(Exercise details)
Reproduce every entry exactly, without alteration.

Working data below:

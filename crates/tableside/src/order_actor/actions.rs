//! Pipeline operations on a single order.
//!
//! Handled by [`Document::handle_action`](doc_framework::Document::handle_action)
//! in [`entity`](super::entity).

use crate::model::OrderStatus;
use std::str::FromStr;

/// How a status advance treats a stored status that moved since the caller
/// observed it.
#[derive(Debug, Clone, Copy, PartialEq, Eq, Default)]
pub enum ConcurrencyMode {
    /// The write lands unless it would move the order backwards. Two staff
    /// members advancing the same order both write; the last one wins.
    #[default]
    LastWriteWins,
    /// The write lands only if the stored status still equals the observed one.
    ExpectPrior,
}

impl FromStr for ConcurrencyMode {
    type Err = String;

    fn from_str(s: &str) -> Result<Self, Self::Err> {
        match s.trim().to_ascii_lowercase().as_str() {
            "last-write-wins" | "lww" => Ok(ConcurrencyMode::LastWriteWins),
            "expect-prior" | "conditional" => Ok(ConcurrencyMode::ExpectPrior),
            other => Err(format!("Unknown concurrency mode: {other}")),
        }
    }
}

#[derive(Debug, Clone)]
pub enum OrderAction {
    /// Move to the successor of `observed`.
    Advance {
        observed: OrderStatus,
        mode: ConcurrencyMode,
    },
    /// Close an open order as part of a table settlement.
    ///
    /// # Errors
    /// Fails with [`OrderError::NotOpen`](super::OrderError::NotOpen) so that
    /// the enclosing batch is rejected as a whole.
    Settle,
    /// Cancel an order the kitchen has not finished.
    Cancel,
}

/// Results from OrderActions - variants match 1:1 with OrderAction
#[derive(Debug, Clone, PartialEq)]
pub enum OrderActionResult {
    Advanced(AdvanceOutcome),
    Settled { from: OrderStatus },
    /// `false` when the order was already past the point of cancelling.
    Cancelled(bool),
}

/// What an advance request did to the stored order.
#[derive(Debug, Clone, Copy, PartialEq, Eq)]
pub enum AdvanceOutcome {
    Advanced { from: OrderStatus, to: OrderStatus },
    /// The observed status has no successor. Nothing was written.
    Terminal,
    /// The write would have lowered the stored status. Nothing was written.
    Stale { current: OrderStatus },
    /// The stored status differs from the observed one. Nothing was written.
    Conflict { current: OrderStatus },
}

impl AdvanceOutcome {
    pub fn is_applied(&self) -> bool {
        matches!(self, AdvanceOutcome::Advanced { .. })
    }
}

End of Working data.

(Answer to this task)
filename crates/tableside/src/order_actor/actions.rs
//! Pipeline operations on a single order.
//!
//! Handled by [`Document::handle_action`](doc_framework::Document::handle_action)
//! in [`entity`](super::entity).

use crate::model::OrderStatus;
use std::str::FromStr;

/// How a status advance treats a stored status that moved since the caller
/// observed it.
#[derive(Debug, Clone, Copy, PartialEq, Eq, Default)]
pub enum ConcurrencyMode {
    /// The write lands unless it would move the order backwards. Two staff
    /// members advancing the same order both write; the last one wins.
    #[default]
    LastWriteWins,
    /// The write lands only if the stored status still equals the observed one.
    ExpectPrior,
}

impl FromStr for ConcurrencyMode {
    type Err = String;

    fn from_str(s: &str) -> Result<Self, Self::Err> {
        match s.trim().to_ascii_lowercase().as_str() {
            "last-write-wins" | "lww" => Ok(ConcurrencyMode::LastWriteWins),
            "expect-prior" | "conditional" => Ok(ConcurrencyMode::ExpectPrior),
            other => Err(format!("Unknown concurrency mode: {other}")),
        }
    }
}

#[derive(Debug, Clone)]
pub enum OrderAction {
    /// Move to the successor of `observed`.
    Advance {
        observed: OrderStatus,
        mode: ConcurrencyMode,
    },
    /// Close an open order as part of a table settlement.
    ///
    /// # Errors
    /// Fails with [`OrderError::NotOpen`](super::OrderError::NotOpen) so that
    /// the enclosing batch is rejected as a whole.
    Settle,
    /// Cancel an order the kitchen has not finished.
    Cancel,
}

/// Results from OrderActions - variants match 1:1 with OrderAction
#[derive(Debug, Clone, PartialEq)]
pub enum OrderActionResult {
    Advanced(AdvanceOutcome),
    Settled { from: OrderStatus },
    /// `false` when the order was already past the point of cancelling.
    Cancelled(bool),
}

/// What an advance request did to the stored order.
#[derive(Debug, Clone, Copy, PartialEq, Eq)]
pub enum AdvanceOutcome {
    Advanced { from: OrderStatus, to: OrderStatus },
    /// The observed status has no successor. Nothing was written.
    Terminal,
    /// The write would have lowered the stored status. Nothing was written.
    Stale { current: OrderStatus },
    /// The stored status differs from the observed one. Nothing was written.
    Conflict { current: OrderStatus },
}

impl AdvanceOutcome {
    pub fn is_applied(&self) -> bool {
        matches!(self, AdvanceOutcome::Advanced { .. })
    }
}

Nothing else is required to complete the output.